Exercise aim: Each line of the data below holding the word "long" must be copied.

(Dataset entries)
//! # inspect 子命令 CLI 定义
//!
//! ## 依赖关系
//! - 被 `cli/mod.rs` 使用
//! - 参数传递给 `commands/inspect.rs`

use clap::Args;
use std::path::PathBuf;

/// inspect 子命令参数
#[derive(Args, Debug)]
pub struct InspectArgs {
    /// Input: long-format histogram table (CSV) or directory of per-histogram CSV files
    pub input: PathBuf,

    /// Histogram name prefix used to detect pT bin indices
    #[arg(long, default_value = "hMassLambdaPt")]
    pub prefix: String,

    /// Glob pattern for histogram files (directory input)
    #[arg(long, default_value = "*.csv")]
    pub pattern: String,
}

Answer section:
    /// Input: long-format histogram table (CSV) or directory of per-histogram CSV files
    #[arg(long, default_value = "hMassLambdaPt")]
    #[arg(long, default_value = "*.csv")]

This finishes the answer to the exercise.